Обезбожение — двоякий процесс, когда, с одной стороны, картина мира
расхристианизируется, поскольку вводится основание мира в качестве бесконечного,
безусловного, абсолютного, а с другой — христиане перетолковывают свое
христианство в мировоззрение... и таким образом сообразуются с Новым временем.
Обезбожение есть состояние принципиальной нерешенности относительно Бога и
богов... Но обезбожение настолько не исключает религиозности, что, наоборот,
благодаря ему, отношение к богам впервые только и превращается в религиозное
переживание. Если до такого дошло дело, то боги улетучились. Возникшая пустота
заменяется историческим и психологическим исследованием мифа».

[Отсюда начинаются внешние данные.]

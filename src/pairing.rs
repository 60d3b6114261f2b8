//! Pair & Room Registry plus the `CallRecord` bookkeeping the signaling
//! relay reads and updates. Pair commit/teardown take both peers' session
//! locks in a fixed, globally-consistent order — the in-process analogue
//! of a distributed per-user lock extended to two parties at once.

use chrono::{DateTime, Utc};
use dashmap::DashMap;
use uuid::Uuid;

use crate::matching::MatchingEngine;
use crate::profile::{ChatMode, PeerId};
use crate::relay::Relay;
use crate::session::{SessionRegistry, Status};

pub type RoomId = Uuid;
pub type CallId = Uuid;

#[derive(Debug, Clone, Copy, PartialEq, Eq)]
pub enum CallStatus {
    Pending,
    Offered,
    Answered,
    Ended,
    Rejected,
}

#[derive(Debug, Clone, Copy)]
pub struct CallRecord {
    pub call_id: CallId,
    pub status: CallStatus,
}

#[derive(Debug, Clone)]
pub struct Room {
    pub id: RoomId,
    pub peer_a: PeerId,
    pub peer_b: PeerId,
    pub mode: ChatMode,
    pub call: Option<CallRecord>,
}

impl Room {
    pub fn partner_of(&self, peer_id: PeerId) -> Option<PeerId> {
        if peer_id == self.peer_a {
            Some(self.peer_b)
        } else if peer_id == self.peer_b {
            Some(self.peer_a)
        } else {
            None
        }
    }
}

/// Outcome of a successful pair commit. Carries
/// everything the caller needs to build the two `matched` / optional
/// `video-match-ready` payloads; the registry itself never touches the
/// transport.
#[derive(Debug, Clone)]
pub struct MatchOutcome {
    pub peer_a: PeerId,
    pub peer_b: PeerId,
    pub room_id: RoomId,
    pub mode: ChatMode,
    pub call_id: Option<CallId>,
    pub score: f64,
    pub shared_interests: Vec<String>,
    pub matched_at: DateTime<Utc>,
}

/// Reasons a pairing is torn down.
#[derive(Debug, Clone, Copy, PartialEq, Eq)]
pub enum TeardownReason {
    NextRequested,
    ManualDisconnect,
    NewSearch,
    Inactive,
    Disconnected,
}

impl TeardownReason {
    pub fn as_str(&self) -> &'static str {
        match self {
            Self::NextRequested => "next_requested",
            Self::ManualDisconnect => "manual_disconnect",
            Self::NewSearch => "new_search",
            Self::Inactive => "inactive",
            Self::Disconnected => "disconnected",
        }
    }

    /// Whether the session itself should be dropped rather than returned
    /// to `ready`.
    pub fn drops_session(&self) -> bool {
        matches!(self, Self::Inactive | Self::Disconnected)
    }
}

#[derive(Debug, Clone)]
pub struct TeardownOutcome {
    pub had_pairing: bool,
    pub room_id: Option<RoomId>,
}

/// Owns every active `Room`, keyed both by id and by
/// member peer for O(1) lookup from either side.
#[derive(Debug, Default)]
pub struct PairRegistry {
    rooms: DashMap<RoomId, Room>,
    room_of_peer: DashMap<PeerId, RoomId>,
}

impl PairRegistry {
    pub fn new() -> Self {
        Self::default()
    }

    pub fn room_id_of(&self, peer_id: PeerId) -> Option<RoomId> {
        self.room_of_peer.get(&peer_id).map(|e| *e)
    }

    pub fn room(&self, room_id: RoomId) -> Option<Room> {
        self.rooms.get(&room_id).map(|e| e.clone())
    }

    pub fn room_of_peer(&self, peer_id: PeerId) -> Option<Room> {
        self.room_id_of(peer_id).and_then(|id| self.room(id))
    }

    pub fn partner_of(&self, peer_id: PeerId) -> Option<PeerId> {
        self.room_of_peer(peer_id).and_then(|r| r.partner_of(peer_id))
    }

    pub fn set_call_record(&self, room_id: RoomId, record: CallRecord) {
        if let Some(mut room) = self.rooms.get_mut(&room_id) {
            room.call = Some(record);
        }
    }

    pub fn clear_call(&self, room_id: RoomId) {
        if let Some(mut room) = self.rooms.get_mut(&room_id) {
            room.call = None;
        }
    }

    /// Commits a pair. Re-verifies under lock
    /// that both peers are still `searching`; returns `None` (`RaceLost`)
    /// if not, leaving both sessions untouched for the matching engine to
    /// retry on its next pass.
    pub async fn commit(
        &self,
        sessions: &SessionRegistry,
        engine: &MatchingEngine,
        a_id: PeerId,
        b_id: PeerId,
        score: f64,
        now: DateTime<Utc>,
    ) -> Option<MatchOutcome> {
        let (first_id, second_id) = SessionRegistry::lock_order(a_id, b_id);
        let first_handle = sessions.get(first_id)?;
        let second_handle = sessions.get(second_id)?;

        let mut first = first_handle.lock().await;
        let mut second = second_handle.lock().await;

        if first.status != Status::Searching || second.status != Status::Searching {
            return None;
        }

        let room_id = Uuid::new_v4();
        let mode = first.profile.chat_mode;

        first.enter_pair(second_id, room_id, now);
        second.enter_pair(first_id, room_id, now);

        let shared_interests: Vec<String> = first
            .profile
            .interests
            .iter()
            .filter(|i| second.profile.interests.contains(i))
            .cloned()
            .collect();

        let call_id = if mode == ChatMode::Video {
            let call_id = Uuid::new_v4();
            self.rooms.insert(
                room_id,
                Room {
                    id: room_id,
                    peer_a: first_id,
                    peer_b: second_id,
                    mode,
                    call: Some(CallRecord { call_id, status: CallStatus::Pending }),
                },
            );
            Some(call_id)
        } else {
            self.rooms.insert(
                room_id,
                Room { id: room_id, peer_a: first_id, peer_b: second_id, mode, call: None },
            );
            None
        };
        self.room_of_peer.insert(first_id, room_id);
        self.room_of_peer.insert(second_id, room_id);

        drop(first);
        drop(second);
        engine.remove(a_id);
        engine.remove(b_id);
        engine.record_match(a_id, b_id);

        Some(MatchOutcome {
            peer_a: first_id,
            peer_b: second_id,
            room_id,
            mode,
            call_id,
            score,
            shared_interests,
            matched_at: now,
        })
    }

    /// Tears down a pairing. Idempotent: safe
    /// to call on a peer with no active room. Clears the room's message
    /// history and any pending video-call request mentioning either peer,
    /// so nothing from this pairing can leak into either peer's next one.
    pub async fn teardown(
        &self,
        sessions: &SessionRegistry,
        engine: &MatchingEngine,
        relay: &Relay,
        a_id: PeerId,
        b_id: PeerId,
        reason: TeardownReason,
        now: DateTime<Utc>,
    ) -> TeardownOutcome {
        let (first_id, second_id) = SessionRegistry::lock_order(a_id, b_id);
        let first_handle = sessions.get(first_id);
        let second_handle = sessions.get(second_id);

        if let Some(h) = &first_handle {
            let mut s = h.lock().await;
            if !reason.drops_session() {
                s.leave_pair(now);
            }
        }
        if let Some(h) = &second_handle {
            let mut s = h.lock().await;
            if !reason.drops_session() {
                s.leave_pair(now);
            }
        }

        let room_id = self.room_of_peer.remove(&first_id).map(|(_, v)| v);
        self.room_of_peer.remove(&second_id);
        let had_pairing = if let Some(id) = room_id {
            self.rooms.remove(&id).is_some()
        } else {
            false
        };

        if let Some(id) = room_id {
            relay.clear_history(id);
        }
        relay.clear_peer_video_requests(a_id, b_id);

        engine.remove(a_id);
        engine.remove(b_id);

        TeardownOutcome { had_pairing, room_id }
    }
}

#[cfg(test)]
mod tests {
    use super::*;
    use crate::config::ScoringWeights;
    use crate::profile::{AgeRange, Gender, GenderPreference, Profile};

    fn profile(mode: ChatMode) -> Profile {
        Profile {
            id: Uuid::new_v4(),
            username: "u".into(),
            gender: Gender::NotSpecified,
            age: 25,
            interests: vec!["music".into(), "travel".into()],
            chat_mode: mode,
            gender_preference: GenderPreference::Any,
            age_range: AgeRange::default(),
            priority: 1.0,
        }
    }

    #[tokio::test]
    async fn commit_sets_both_sessions_chatting_with_shared_room() {
        let sessions = SessionRegistry::new();
        let engine = MatchingEngine::new(ScoringWeights::default(), 70.0, 65.0);
        let now = Utc::now();
        let a = profile(ChatMode::Text);
        let b = profile(ChatMode::Text);
        let (a_id, b_id) = (a.id, b.id);

        let a_handle = sessions.register(a.clone(), now);
        let b_handle = sessions.register(b.clone(), now);
        a_handle.lock().await.begin_search(None, now);
        b_handle.lock().await.begin_search(None, now);
        engine.add(a, now, 0);
        engine.add(b, now, 0);

        let registry = PairRegistry::new();
        let outcome = registry.commit(&sessions, &engine, a_id, b_id, 80.0, now).await.unwrap();
        assert_eq!(outcome.shared_interests, vec!["music".to_string(), "travel".to_string()]);
        assert!(outcome.call_id.is_none());

        let a_session = a_handle.lock().await;
        let b_session = b_handle.lock().await;
        assert_eq!(a_session.status, Status::Chatting);
        assert_eq!(a_session.partner_id, Some(b_id));
        assert_eq!(a_session.room_id, b_session.room_id);
        assert!(!engine.contains(a_id));
        assert!(!engine.contains(b_id));
    }

    #[tokio::test]
    async fn commit_allocates_call_record_for_video_mode() {
        let sessions = SessionRegistry::new();
        let engine = MatchingEngine::new(ScoringWeights::default(), 70.0, 65.0);
        let now = Utc::now();
        let a = profile(ChatMode::Video);
        let b = profile(ChatMode::Video);
        let (a_id, b_id) = (a.id, b.id);
        sessions.register(a, now);
        sessions.register(b, now);

        let registry = PairRegistry::new();
        let outcome = registry.commit(&sessions, &engine, a_id, b_id, 90.0, now).await.unwrap();
        assert!(outcome.call_id.is_some());
        let room = registry.room(outcome.room_id).unwrap();
        assert_eq!(room.call.unwrap().status, CallStatus::Pending);
    }

    #[tokio::test]
    async fn commit_aborts_if_a_peer_already_left_searching() {
        let sessions = SessionRegistry::new();
        let engine = MatchingEngine::new(ScoringWeights::default(), 70.0, 65.0);
        let now = Utc::now();
        let a = profile(ChatMode::Text);
        let b = profile(ChatMode::Text);
        let (a_id, b_id) = (a.id, b.id);
        let a_handle = sessions.register(a, now);
        sessions.register(b, now);
        a_handle.lock().await.stop_search(now); // never entered searching

        let registry = PairRegistry::new();
        let outcome = registry.commit(&sessions, &engine, a_id, b_id, 80.0, now).await;
        assert!(outcome.is_none());
    }

    #[tokio::test]
    async fn teardown_returns_both_to_ready_and_clears_room() {
        let sessions = SessionRegistry::new();
        let engine = MatchingEngine::new(ScoringWeights::default(), 70.0, 65.0);
        let relay = Relay::new();
        let now = Utc::now();
        let a = profile(ChatMode::Text);
        let b = profile(ChatMode::Text);
        let (a_id, b_id) = (a.id, b.id);
        let a_handle = sessions.register(a, now);
        let b_handle = sessions.register(b, now);

        let registry = PairRegistry::new();
        registry.commit(&sessions, &engine, a_id, b_id, 80.0, now).await.unwrap();

        let outcome = registry
            .teardown(&sessions, &engine, &relay, a_id, b_id, TeardownReason::ManualDisconnect, now)
            .await;
        assert!(outcome.had_pairing);
        assert!(registry.room_of_peer(a_id).is_none());

        let a_session = a_handle.lock().await;
        let b_session = b_handle.lock().await;
        assert_eq!(a_session.status, Status::Ready);
        assert_eq!(b_session.status, Status::Ready);
    }

    #[tokio::test]
    async fn teardown_clears_pending_video_requests_between_the_pair() {
        let sessions = SessionRegistry::new();
        let engine = MatchingEngine::new(ScoringWeights::default(), 70.0, 65.0);
        let relay = Relay::new();
        let now = Utc::now();
        let a = profile(ChatMode::Video);
        let b = profile(ChatMode::Video);
        let (a_id, b_id) = (a.id, b.id);
        sessions.register(a, now);
        sessions.register(b, now);

        let registry = PairRegistry::new();
        registry.commit(&sessions, &engine, a_id, b_id, 80.0, now).await.unwrap();
        relay.request_video_call(&registry, a_id, b_id, None, now).unwrap();

        registry
            .teardown(&sessions, &engine, &relay, a_id, b_id, TeardownReason::ManualDisconnect, now)
            .await;

        assert!(relay.take_pending_video_request(b_id).is_none());
    }

    #[tokio::test]
    async fn teardown_is_idempotent_on_unpaired_peers() {
        let sessions = SessionRegistry::new();
        let engine = MatchingEngine::new(ScoringWeights::default(), 70.0, 65.0);
        let relay = Relay::new();
        let now = Utc::now();
        let a_id = Uuid::new_v4();
        let b_id = Uuid::new_v4();

        let registry = PairRegistry::new();
        let outcome = registry
            .teardown(&sessions, &engine, &relay, a_id, b_id, TeardownReason::Disconnected, now)
            .await;
        assert!(!outcome.had_pairing);
    }
}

Слово сказано: Бог заменен
«мифом».
В годы войны (1939-1941) именно у
Гёльдерлина берет Хайдеггер идею «бегства богов» и различения между Святым,
Божеством (Gottheit) и Богом (Gott). «Бегство богов», определяемое Гёльдерлином как утрата Святого, обозначается
Хайдеггером как «забвение Бытия».Умение Хайдеггера «забывать Бытие» в связи с Катастрофой стало прецедентом
в европейской философии XX века. Причиной ли тому политика, или это черствость, глухота к страданиям
других, как выражение глубокой ущербности души философа? «Дело» Хайдеггера было
поднято французскими философами-постмодернистами. Только они, представители
европейской философской нации, в отличие от двух других — немецкой и русской,
— по макушку погрязших в тоталитаризме, сохранившие в чистоте философскую
совесть, имели право на этот иск Хайдеггеру. Может быть, еще и потому, что были,
в основном, детьми во время войны..
Французские философы предъявили также иск своим коллегам XVIII -XIX веков, так и не снятый с повестки дня за
давностью лет, иск против их философско-просветительской и социальной
агрессии, приведшей к Французской революции, которая развязала террор. И дело
Хайдеггера они однозначно подводили под рубрику «Политическое преступление».
Вторая мировая война завершилась
тотальным поражением нацистской Германии. И первыми обвиняемыми, естественно,
были члены национал-социалистической партии, в списках которых победители не
отличали гестаповца или эсэсовца от ученого, будь он трижды великим философом.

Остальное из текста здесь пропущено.